El malestar laboral era de larga duración. No solo los salarios estaban retrasados respecto de los salarios que ganaban otros empleados del Estado sino que la inflación fue limando su capacidad adquisitiva. Si a eso le sumamos la vía libre que tuvieron para presentar la demanda, entonces el conflicto es completo, sale a la superficie y con sordina.

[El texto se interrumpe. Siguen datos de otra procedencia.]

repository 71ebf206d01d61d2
//! PostgreSQL-backed `RestaurantRepository` using Diesel.

use async_trait::async_trait;
use diesel::prelude::*;
use diesel_async::RunQueryDsl;

use crate::domain::ports::{RestaurantRepository, RestaurantRepositoryError};
use crate::domain::{NewRestaurant, Restaurant, RestaurantId, RestaurantName, UserId};

use super::diesel_basic_error_mapping::{map_basic_diesel_error, map_basic_pool_error};
use super::models::{NewRestaurantRow, RestaurantRow};
use super::pool::{DbPool, PoolError};
use super::schema::restaurants;

/// Diesel-backed implementation of the restaurant repository port.
#[derive(Clone)]
pub struct DieselRestaurantRepository {
    pool: DbPool,
}

impl DieselRestaurantRepository {
    /// Create a new repository with the given connection pool.
    pub fn new(pool: DbPool) -> Self {
        Self { pool }
    }
}

fn map_pool_error(error: PoolError) -> RestaurantRepositoryError {
    map_basic_pool_error(error, RestaurantRepositoryError::connection)
}

fn map_diesel_error(error: diesel::result::Error) -> RestaurantRepositoryError {
    map_basic_diesel_error(
        error,
        RestaurantRepositoryError::query,
        RestaurantRepositoryError::connection,
    )
}

/// Convert a row into a domain restaurant, re-validating stored values.
fn row_to_restaurant(row: RestaurantRow) -> Result<Restaurant, RestaurantRepositoryError> {
    let RestaurantRow { id, name, owner_id } = row;
    let id = RestaurantId::new(id)
        .map_err(|err| RestaurantRepositoryError::query(format!("row id {id}: {err}")))?;
    let name = RestaurantName::new(name)
        .map_err(|err| RestaurantRepositoryError::query(format!("row {id} name: {err}")))?;
    Ok(Restaurant::new(id, name, UserId::from_uuid(owner_id)))
}

#[async_trait]
impl RestaurantRepository for DieselRestaurantRepository {
    async fn list(&self) -> Result<Vec<Restaurant>, RestaurantRepositoryError> {
        let mut conn = self.pool.get().await.map_err(map_pool_error)?;

        let rows: Vec<RestaurantRow> = restaurants::table
            .order(restaurants::id.asc())
            .select(RestaurantRow::as_select())
            .load(&mut conn)
            .await
            .map_err(map_diesel_error)?;

        rows.into_iter().map(row_to_restaurant).collect()
    }

    async fn insert(
        &self,
        restaurant: &NewRestaurant,
    ) -> Result<Restaurant, RestaurantRepositoryError> {
        let mut conn = self.pool.get().await.map_err(map_pool_error)?;

        let row = NewRestaurantRow {
            name: restaurant.name.as_ref(),
            owner_id: *restaurant.owner_id.as_uuid(),
        };

        let stored = diesel::insert_into(restaurants::table)
            .values(&row)
            .returning(RestaurantRow::as_returning())
            .get_result(&mut conn)
            .await
            .map_err(map_diesel_error)?;

        row_to_restaurant(stored)
    }

    async fn find_by_id(
        &self,
        id: RestaurantId,
    ) -> Result<Option<Restaurant>, RestaurantRepositoryError> {
        let mut conn = self.pool.get().await.map_err(map_pool_error)?;

        let row = restaurants::table
            .find(id.get())
            .select(RestaurantRow::as_select())
            .first::<RestaurantRow>(&mut conn)
            .await
            .optional()
            .map_err(map_diesel_error)?;

        row.map(row_to_restaurant).transpose()
    }

    async fn update_name(
        &self,
        id: RestaurantId,
        name: &RestaurantName,
    ) -> Result<Option<Restaurant>, RestaurantRepositoryError> {
        let mut conn = self.pool.get().await.map_err(map_pool_error)?;

        let row = diesel::update(restaurants::table.find(id.get()))
            .set((
                restaurants::name.eq(name.as_ref()),
                restaurants::updated_at.eq(diesel::dsl::now),
            ))
            .returning(RestaurantRow::as_returning())
            .get_result(&mut conn)
            .await
            .optional()
            .map_err(map_diesel_error)?;

        row.map(row_to_restaurant).transpose()
    }

    async fn delete(&self, id: RestaurantId) -> Result<bool, RestaurantRepositoryError> {
        let mut conn = self.pool.get().await.map_err(map_pool_error)?;

        let removed = diesel::delete(restaurants::table.find(id.get()))
            .execute(&mut conn)
            .await
            .map_err(map_diesel_error)?;

        Ok(removed > 0)
    }
}

#[cfg(test)]
mod tests {
    //! Regression coverage for error mapping and row conversion.

    use rstest::rstest;
    use uuid::Uuid;

    use super::*;

    #[rstest]
    fn pool_error_maps_to_connection_error() {
        let repo_err = map_pool_error(PoolError::checkout("connection refused"));

        assert!(matches!(
            repo_err,
            RestaurantRepositoryError::Connection { .. }
        ));
        assert!(repo_err.to_string().contains("connection refused"));
    }

    #[rstest]
    fn diesel_not_found_maps_to_query_error() {
        let repo_err = map_diesel_error(diesel::result::Error::NotFound);
        assert!(matches!(repo_err, RestaurantRepositoryError::Query { .. }));
    }

    #[rstest]
    fn valid_row_converts() {
        let owner = Uuid::new_v4();
        let restaurant = row_to_restaurant(RestaurantRow {
            id: 4,
            name: "KFC".to_owned(),
            owner_id: owner,
        })
        .expect("valid row");

        assert_eq!(restaurant.id().get(), 4);
        assert_eq!(restaurant.name().as_ref(), "KFC");
        assert_eq!(restaurant.owner_id().as_uuid(), &owner);
    }

    #[rstest]
    #[case(0, "KFC")]
    #[case(4, "kf")]
    fn corrupt_rows_are_query_errors(#[case] id: i64, #[case] name: &str) {
        let result = row_to_restaurant(RestaurantRow {
            id,
            name: name.to_owned(),
            owner_id: Uuid::new_v4(),
        });
        assert!(matches!(
            result,
            Err(RestaurantRepositoryError::Query { .. })
        ));
    }
}
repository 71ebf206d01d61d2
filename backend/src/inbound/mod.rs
//! Inbound adapters translating external requests into domain port calls.

pub mod http;
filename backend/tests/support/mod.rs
//! Server harness shared by the integration suites.
//!
//! The harness owns a single-threaded Tokio runtime plus a `LocalSet` because
//! Actix uses `spawn_local` internally. Dropping the world stops the server
//! even if a step panics.

use std::cell::RefCell;
use std::net::TcpListener;
use std::sync::Arc;

use actix_web::HttpServer;
use actix_web::cookie::Key;
use actix_web::dev::ServerHandle;
use actix_web::http::{Method, header};
use awc::Client;
use serde_json::Value;
use tokio::runtime::Runtime;
use tokio::task::LocalSet;

use yelp::domain::ports::RestaurantRepository;
use yelp::domain::{Restaurant, TRACE_ID_HEADER};
use yelp::outbound::memory::InMemoryRestaurantRepository;
use yelp::test_support::{in_memory_state, test_app_with_key};

/// Snapshot of the last response a step received.
#[derive(Debug, Clone)]
pub struct RecordedResponse {
    pub status: u16,
    pub location: Option<String>,
    pub trace_id: Option<String>,
    pub set_cookie: Option<String>,
    pub body: Value,
}

/// A running in-memory server plus the client-side session.
pub struct ServerWorld {
    runtime: Runtime,
    local: LocalSet,
    base_url: String,
    server: ServerHandle,
    restaurants: Arc<InMemoryRestaurantRepository>,
    cookie: RefCell<Option<String>>,
    last: RefCell<Option<RecordedResponse>>,
}

impl ServerWorld {
    /// Start a server over empty in-memory stores.
    pub fn start() -> Self {
        let runtime = tokio::runtime::Builder::new_current_thread()
            .enable_all()
            .build()
            .expect("tokio runtime");
        let local = LocalSet::new();
        let (state, restaurants) = in_memory_state();

        let (base_url, server) = local
            .block_on(&runtime, async { spawn_server(state) })
            .expect("server should start");

        Self {
            runtime,
            local,
            base_url,
            server,
            restaurants,
            cookie: RefCell::new(None),
            last: RefCell::new(None),
        }
    }

    /// Send a request carrying the current session cookie, record the
    /// response and adopt any session cookie it sets.
    pub fn request(&self, method: Method, path: &str, payload: Option<Value>) -> RecordedResponse {
        let url = format!("{}{path}", self.base_url);
        let cookie = self.cookie.borrow().clone();
        let recorded = self.local.block_on(&self.runtime, async move {
            let client = Client::builder().disable_redirects().finish();
            let mut request = client.request(method, url);
            if let Some(cookie) = cookie {
                request = request.insert_header((header::COOKIE, cookie));
            }
            let mut response = match payload {
                Some(payload) => request.send_json(&payload).await,
                None => request.send().await,
            }
            .expect("request should complete");

            let header_value = |name| {
                response
                    .headers()
                    .get(name)
                    .and_then(|value| value.to_str().ok())
                    .map(str::to_owned)
            };
            let location = header_value(header::LOCATION);
            let trace_id = header_value(header::HeaderName::from_static(TRACE_ID_HEADER));
            let set_cookie = header_value(header::SET_COOKIE);
            let status = response.status().as_u16();
            let bytes = response.body().await.expect("response body");
            let body = if bytes.is_empty() {
                Value::Null
            } else {
                serde_json::from_slice(&bytes).expect("JSON response body")
            };
            RecordedResponse {
                status,
                location,
                trace_id,
                set_cookie,
                body,
            }
        });

        if let Some(set_cookie) = &recorded.set_cookie {
            let pair = set_cookie.split(';').next().unwrap_or_default().to_owned();
            *self.cookie.borrow_mut() = Some(pair);
        }
        *self.last.borrow_mut() = Some(recorded.clone());
        recorded
    }

    /// Forget the client-side session.
    pub fn clear_session(&self) {
        *self.cookie.borrow_mut() = None;
    }

    /// Everything currently persisted, read straight from the store.
    pub fn stored_restaurants(&self) -> Vec<Restaurant> {
        let repo = self.restaurants.clone();
        self.local
            .block_on(&self.runtime, async move { repo.list().await })
            .expect("list restaurants")
    }

    /// The most recent response.
    pub fn last(&self) -> RecordedResponse {
        self.last.borrow().clone().expect("a request was made")
    }
}

impl Drop for ServerWorld {
    fn drop(&mut self) {
        let server = self.server.clone();
        self.local.block_on(&self.runtime, async move {
            server.stop(true).await;
        });
    }
}

fn spawn_server(state: yelp::inbound::http::state::HttpState) -> Result<(String, ServerHandle), String> {
    let key = Key::generate();
    let listener = TcpListener::bind("127.0.0.1:0").map_err(|err| err.to_string())?;
    let addr = listener.local_addr().map_err(|err| err.to_string())?;

    let server = HttpServer::new(move || test_app_with_key(state.clone(), key.clone()))
        .disable_signals()
        .workers(1)
        .listen(listener)
        .map_err(|err| err.to_string())?
        .run();

    let handle = server.handle();
    actix_web::rt::spawn(server);

    Ok((format!("http://{addr}"), handle))
}
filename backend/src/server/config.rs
//! HTTP server configuration object.

use std::net::SocketAddr;

use actix_web::cookie::{Key, SameSite};
use yelp::inbound::http::session_config::SessionSettings;
use yelp::outbound::persistence::DbPool;

/// Builder-style configuration for creating the HTTP server.
pub struct ServerConfig {
    pub(crate) key: Key,
    pub(crate) cookie_secure: bool,
    pub(crate) same_site: SameSite,
    pub(crate) bind_addr: SocketAddr,
    pub(crate) db_pool: Option<DbPool>,
}

impl ServerConfig {
    /// Construct a configuration from resolved session settings.
    #[must_use]
    pub fn new(session: SessionSettings, bind_addr: SocketAddr) -> Self {
        let SessionSettings {
            key,
            cookie_secure,
            same_site,
        } = session;
        Self {
            key,
            cookie_secure,
            same_site,
            bind_addr,
            db_pool: None,
        }
    }

    /// Attach a database pool; the Diesel adapters replace the in-memory
    /// stores when one is present.
    #[must_use]
    pub fn with_db_pool(mut self, pool: Option<DbPool>) -> Self {
        self.db_pool = pool;
        self
    }

    /// Return the socket address the server will bind to.
    #[must_use]
    pub fn bind_addr(&self) -> SocketAddr {
        self.bind_addr
    }
}
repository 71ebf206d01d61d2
//! Authentication gate for mutating restaurant actions.
//!
//! Handlers that take an [`AuthenticatedUser`] argument only run for a
//! signed-in caller. Anyone else is redirected to the sign-in page before the
//! handler body, and therefore the store, is reached.

use actix_web::error::InternalError;
use actix_web::{FromRequest, HttpRequest, dev::Payload};
use futures_util::future::LocalBoxFuture;
use tracing::debug;

use crate::domain::UserId;

use super::routes::SIGN_IN_PATH;
use super::session::SessionContext;
use super::views::RedirectView;

/// Alert attached to the sign-in redirect.
pub const SIGN_IN_REQUIRED: &str = "You need to sign in or sign up before continuing.";

/// The signed-in caller of the current request.
#[derive(Debug, Clone, PartialEq, Eq)]
pub struct AuthenticatedUser(UserId);

impl AuthenticatedUser {
    /// Identifier stored in the session.
    pub fn id(&self) -> &UserId {
        &self.0
    }

    /// Consume the extractor, yielding the identifier.
    pub fn into_inner(self) -> UserId {
        self.0
    }
}

fn sign_in_redirect(path: &str) -> actix_web::Error {
    debug!(path, "unauthenticated request redirected to sign in");
    let response = RedirectView::to(SIGN_IN_PATH)
        .with_alert(SIGN_IN_REQUIRED)
        .into_response();
    InternalError::from_response("authentication required", response).into()
}

impl FromRequest for AuthenticatedUser {
    type Error = actix_web::Error;
    type Future = LocalBoxFuture<'static, Result<Self, Self::Error>>;

    fn from_request(req: &HttpRequest, payload: &mut Payload) -> Self::Future {
        let session = SessionContext::from_request(req, payload);
        let path = req.path().to_owned();
        Box::pin(async move {
            match session.await?.user_id()? {
                Some(id) => Ok(Self(id)),
                None => Err(sign_in_redirect(&path)),
            }
        })
    }
}
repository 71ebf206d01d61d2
//! Request-scoped trace identifier for correlating logs and errors.
//!
//! `TraceId` lives in tokio task-local storage so handlers and domain code can
//! read it without threading it through every call. Task-locals are not
//! inherited by spawned tasks; wrap spawned work in [`TraceId::scope`].

use std::future::Future;

use tokio::task_local;
use uuid::Uuid;

task_local! {
    static TRACE_ID: TraceId;
}

/// Per-request trace identifier exposed via task-local storage.
///
/// # Examples
/// ```
/// use yelp::TraceId;
///
/// async fn handler() -> Option<String> {
///     TraceId::current().map(|id| id.to_string())
/// }
/// ```
#[derive(Debug, Clone, Copy, PartialEq, Eq)]
pub struct TraceId(Uuid);

impl TraceId {
    /// Generate a new random trace identifier.
    #[must_use]
    #[rustfmt::skip]
    pub(crate) fn generate() -> Self { Self(Uuid::new_v4()) }

    /// Construct a trace identifier from an existing UUID.
    #[must_use]
    pub fn from_uuid(uuid: Uuid) -> Self {
        Self(uuid)
    }

    /// Returns the current trace identifier if one is in scope.
    #[must_use]
    #[rustfmt::skip]
    pub fn current() -> Option<Self> { TRACE_ID.try_with(|id| *id).ok() }

    /// Access the inner UUID.
    #[must_use]
    pub fn as_uuid(&self) -> &Uuid {
        &self.0
    }

    /// Execute the provided future with the supplied trace identifier in scope.
    ///
    /// # Examples
    /// ```
    /// use yelp::TraceId;
    ///
    /// # tokio::runtime::Runtime::new().unwrap().block_on(async {
    /// let trace_id: TraceId = "00000000-0000-0000-0000-000000000000"
    ///     .parse()
    ///     .expect("valid UUID");
    /// let observed = TraceId::scope(trace_id, async move { TraceId::current() }).await;
    /// assert_eq!(observed, Some(trace_id));
    /// # });
    /// ```
    pub async fn scope<Fut>(trace_id: Self, fut: Fut) -> Fut::Output
    where
        Fut: Future,
    {
        TRACE_ID.scope(trace_id, fut).await
    }
}

impl std::fmt::Display for TraceId {
    fn fmt(&self, f: &mut std::fmt::Formatter<'_>) -> std::fmt::Result {
        write!(f, "{}", self.0)
    }
}

impl std::str::FromStr for TraceId {
    type Err = uuid::Error;

    fn from_str(s: &str) -> Result<Self, Self::Err> {
        Ok(Self(Uuid::parse_str(s)?))
    }
}
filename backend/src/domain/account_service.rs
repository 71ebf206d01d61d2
//! Account domain service backing sign-in and sign-up.

use std::sync::Arc;

use async_trait::async_trait;
use tracing::{debug, info};

use crate::domain::ports::{
    AccountRepository, AccountRepositoryError, LoginService, RegistrationOutcome,
    RegistrationService,
};
use crate::domain::{
    Account, EmailAddress, Error, LoginCredentials, PasswordDigest, SignUpDetails,
    SignUpValidationError, UserId,
};

const INVALID_CREDENTIALS: &str = "Invalid email or password.";

fn map_repository_error(error: AccountRepositoryError) -> Error {
    match error {
        AccountRepositoryError::Connection { message } => {
            Error::service_unavailable(format!("account repository unavailable: {message}"))
        }
        AccountRepositoryError::Query { message } => {
            Error::internal(format!("account repository error: {message}"))
        }
        AccountRepositoryError::DuplicateEmail { email } => {
            Error::conflict(format!("account already exists for {email}"))
        }
    }
}

/// Account service implementing [`LoginService`] and [`RegistrationService`].
#[derive(Clone)]
pub struct AccountService<R> {
    account_repo: Arc<R>,
}

impl<R> AccountService<R> {
    /// Create a new service backed by the given repository.
    pub fn new(account_repo: Arc<R>) -> Self {
        Self { account_repo }
    }
}

#[async_trait]
impl<R> LoginService for AccountService<R>
where
    R: AccountRepository,
{
    async fn authenticate(&self, credentials: &LoginCredentials) -> Result<UserId, Error> {
        let Ok(email) = EmailAddress::new(credentials.email()) else {
            return Err(Error::unauthorized(INVALID_CREDENTIALS));
        };

        let account = self
            .account_repo
            .find_by_email(&email)
            .await
            .map_err(map_repository_error)?;

        match account {
            Some(account) if account.password().matches(credentials.password()) => {
                debug!(user_id = %account.id(), "credentials accepted");
                Ok(account.id().clone())
            }
            _ => Err(Error::unauthorized(INVALID_CREDENTIALS)),
        }
    }
}

#[async_trait]
impl<R> RegistrationService for AccountService<R>
where
    R: AccountRepository,
{
    async fn register(&self, details: &SignUpDetails) -> Result<RegistrationOutcome, Error> {
        let existing = self
            .account_repo
            .find_by_email(details.email())
            .await
            .map_err(map_repository_error)?;
        if existing.is_some() {
            return Ok(RegistrationOutcome::Rejected(vec![
                SignUpValidationError::EmailTaken,
            ]));
        }

        let account = Account::new(
            UserId::random(),
            details.email().clone(),
            PasswordDigest::derive(details.password())?,
        );

        match self.account_repo.insert(&account).await {
            Ok(()) => {
                info!(user_id = %account.id(), "account registered");
                Ok(RegistrationOutcome::Registered(account.id().clone()))
            }
            // Lost a race with a concurrent sign-up for the same email.
            Err(AccountRepositoryError::DuplicateEmail { .. }) => Ok(
                RegistrationOutcome::Rejected(vec![SignUpValidationError::EmailTaken]),
            ),
            Err(error) => Err(map_repository_error(error)),
        }
    }
}

#[cfg(test)]
mod tests {
    //! Regression coverage for account sign-in and sign-up.
    use super::*;
    use crate::domain::ErrorCode;
    use crate::domain::ports::MockAccountRepository;
    use rstest::rstest;

    fn account(email: &str, password: &str) -> Account {
        Account::new(
            UserId::random(),
            EmailAddress::new(email).expect("fixture email"),
            PasswordDigest::derive(password).expect("fixture hash"),
        )
    }

    fn service(repo: MockAccountRepository) -> AccountService<MockAccountRepository> {
        AccountService::new(Arc::new(repo))
    }

    #[rstest]
    #[tokio::test]
    async fn authenticate_accepts_matching_password() {
        let stored = account("name@name.com", "12345678");
        let expected = stored.id().clone();
        let mut repo = MockAccountRepository::new();
        repo.expect_find_by_email()
            .withf(|email| email.as_ref() == "name@name.com")
            .return_once(move |_| Ok(Some(stored)));

        let creds = LoginCredentials::try_from_parts("Name@Name.com", "12345678").expect("creds");
        let user_id = service(repo).authenticate(&creds).await.expect("authenticated");
        assert_eq!(user_id, expected);
    }

    #[rstest]
    #[case("name@name.com", "wrong-password", true)]
    #[case("ghost@name.com", "12345678", false)]
    #[case("not-an-email", "12345678", false)]
    #[tokio::test]
    async fn authenticate_rejects_bad_credentials(
        #[case] email: &str,
        #[case] password: &str,
        #[case] known: bool,
    ) {
        let mut repo = MockAccountRepository::new();
        repo.expect_find_by_email().returning(move |_| {
            Ok(known.then(|| account("name@name.com", "12345678")))
        });

        let creds = LoginCredentials::try_from_parts(email, password).expect("creds");
        let error = service(repo).authenticate(&creds).await.expect_err("rejected");
        assert_eq!(error.code(), ErrorCode::Unauthorized);
        assert_eq!(error.message(), INVALID_CREDENTIALS);
    }

    #[rstest]
    #[tokio::test]
    async fn register_stores_hashed_password() {
        let mut repo = MockAccountRepository::new();
        repo.expect_find_by_email().return_once(|_| Ok(None));
        repo.expect_insert()
            .withf(|account| {
                account.email().as_ref() == "bob@name.com"
                    && account.password().matches("12345678")
                    && account.password().as_str().starts_with("$argon2id$")
            })
            .times(1)
            .return_once(|_| Ok(()));

        let details =
            SignUpDetails::try_from_parts("bob@name.com", "12345678", "12345678").expect("valid");
        let outcome = service(repo).register(&details).await.expect("registered");
        assert!(matches!(outcome, RegistrationOutcome::Registered(_)));
    }

    #[rstest]
    #[tokio::test]
    async fn register_rejects_taken_email() {
        let mut repo = MockAccountRepository::new();
        repo.expect_find_by_email()
            .return_once(|_| Ok(Some(account("bob@name.com", "whatever"))));
        repo.expect_insert().never();

        let details =
            SignUpDetails::try_from_parts("bob@name.com", "12345678", "12345678").expect("valid");
        let outcome = service(repo).register(&details).await.expect("handled");
        assert_eq!(
            outcome,
            RegistrationOutcome::Rejected(vec![SignUpValidationError::EmailTaken])
        );
    }

    #[rstest]
    #[tokio::test]
    async fn register_treats_insert_race_as_taken() {
        let mut repo = MockAccountRepository::new();
        repo.expect_find_by_email().return_once(|_| Ok(None));
        repo.expect_insert()
            .return_once(|_| Err(AccountRepositoryError::duplicate_email("bob@name.com")));

        let details =
            SignUpDetails::try_from_parts("bob@name.com", "12345678", "12345678").expect("valid");
        let outcome = service(repo).register(&details).await.expect("handled");
        assert_eq!(
            outcome,
            RegistrationOutcome::Rejected(vec![SignUpValidationError::EmailTaken])
        );
    }

    #[rstest]
    #[tokio::test]
    async fn register_maps_connection_failures() {
        let mut repo = MockAccountRepository::new();
        repo.expect_find_by_email()
            .return_once(|_| Err(AccountRepositoryError::connection("refused")));

        let details =
            SignUpDetails::try_from_parts("bob@name.com", "12345678", "12345678").expect("valid");
        let error = service(repo).register(&details).await.expect_err("unavailable");
        assert_eq!(error.code(), ErrorCode::ServiceUnavailable);
    }
}
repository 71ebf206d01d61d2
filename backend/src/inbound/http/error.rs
//! HTTP mapping for domain errors.
//!
//! The domain error stays transport-agnostic; this adapter picks the status
//! code, echoes the trace identifier and hides internal messages from
//! clients.

use actix_web::{HttpRequest, HttpResponse, ResponseError, http::StatusCode};
use tracing::error;

use crate::domain::{Error, ErrorCode, TRACE_ID_HEADER};

/// Result alias for HTTP handlers.
pub type ApiResult<T> = Result<T, Error>;

const REDACTED_MESSAGE: &str = "Internal server error";

fn status_for(code: ErrorCode) -> StatusCode {
    match code {
        ErrorCode::InvalidRequest => StatusCode::BAD_REQUEST,
        ErrorCode::Unauthorized => StatusCode::UNAUTHORIZED,
        ErrorCode::NotFound => StatusCode::NOT_FOUND,
        ErrorCode::Conflict => StatusCode::CONFLICT,
        ErrorCode::ServiceUnavailable => StatusCode::SERVICE_UNAVAILABLE,
        ErrorCode::InternalError => StatusCode::INTERNAL_SERVER_ERROR,
    }
}

/// Client-facing copy of `error`; internal failures lose message and details.
fn client_payload(error: &Error) -> Error {
    if error.code() != ErrorCode::InternalError {
        return error.clone();
    }
    error!(message = error.message(), trace_id = ?error.trace_id(), "internal error");
    let redacted = Error::internal(REDACTED_MESSAGE);
    match error.trace_id() {
        Some(id) => redacted.with_trace_id(id),
        None => redacted,
    }
}

impl ResponseError for Error {
    fn status_code(&self) -> StatusCode {
        status_for(self.code())
    }

    fn error_response(&self) -> HttpResponse {
        let mut builder = HttpResponse::build(self.status_code());
        if let Some(id) = self.trace_id() {
            builder.insert_header((TRACE_ID_HEADER, id.to_owned()));
        }
        builder.json(client_payload(self))
    }
}

impl From<actix_web::Error> for Error {
    fn from(err: actix_web::Error) -> Self {
        error!(error = %err, "actix error promoted to domain error");
        Error::internal(REDACTED_MESSAGE)
    }
}

/// Fallback for paths outside the route table.
pub async fn unknown_route(req: HttpRequest) -> ApiResult<HttpResponse> {
    Err(Error::not_found(format!(
        "no route for {} {}",
        req.method(),
        req.path()
    )))
}

#[cfg(test)]
mod tests;
//! Session helpers so handlers never touch `actix_session` directly.

use actix_session::Session;
use actix_web::{FromRequest, HttpRequest, dev::Payload};
use futures_util::future::LocalBoxFuture;
use tracing::warn;

use crate::domain::{Error, UserId};

pub(crate) const USER_ID_KEY: &str = "user_id";

/// Cookie session viewed as "who is signed in".
#[derive(Clone)]
pub struct SessionContext(Session);

impl SessionContext {
    pub fn new(session: Session) -> Self {
        Self(session)
    }

    /// Record `user_id` as the signed-in account.
    ///
    /// The session is renewed first so a pre-authentication cookie cannot be
    /// replayed after sign in.
    pub fn sign_in(&self, user_id: &UserId) -> Result<(), Error> {
        self.0.renew();
        self.0
            .insert(USER_ID_KEY, user_id.as_ref())
            .map_err(|error| Error::internal(format!("failed to persist session: {error}")))
    }

    /// Forget the signed-in account and every other session value.
    pub fn sign_out(&self) {
        self.0.purge();
    }

    /// The signed-in account, if any.
    ///
    /// A cookie carrying a malformed id is treated as signed out.
    pub fn user_id(&self) -> Result<Option<UserId>, Error> {
        let raw = self
            .0
            .get::<String>(USER_ID_KEY)
            .map_err(|error| Error::internal(format!("failed to read session: {error}")))?;
        Ok(raw.and_then(|raw| match UserId::new(raw) {
            Ok(id) => Some(id),
            Err(error) => {
                warn!(%error, "ignoring malformed user id in session cookie");
                None
            }
        }))
    }
}

impl FromRequest for SessionContext {
    type Error = actix_web::Error;
    type Future = LocalBoxFuture<'static, Result<Self, Self::Error>>;

    fn from_request(req: &HttpRequest, payload: &mut Payload) -> Self::Future {
        let fut = Session::from_request(req, payload);
        Box::pin(async move { fut.await.map(SessionContext::new) })
    }
}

3.         Más allá de la corporación: una nueva dinámica de derechos
A veces somos víctimas de las teorías que usamos y nos maravillaron. En esos casos, las categorías que empleamos para leer la realidad ponen las cosas en un lugar donde no se encuentran y cuando eso sucede corremos el riesgo de extraer conclusiones equivocadas. Sobre todo cuando apelamos a ellas rápidamente, casi por acto reflejo, sin reconocer las particularidades del caso, sus circunstancias, incluso su coyuntura. Cuando las categorías no sirven para indicar algo que es real o lo es pero en un sentido muy distinto, cuando ya no tienen la capacidad para hacer patente algo, entonces estamos frente a categorías que resignaron comprender para operar sobre la realidad de una manera engañosa (ideológica): para ocultar o intentar ocultar la realidad. No se quiere comprender sino abrir un juicio negativo.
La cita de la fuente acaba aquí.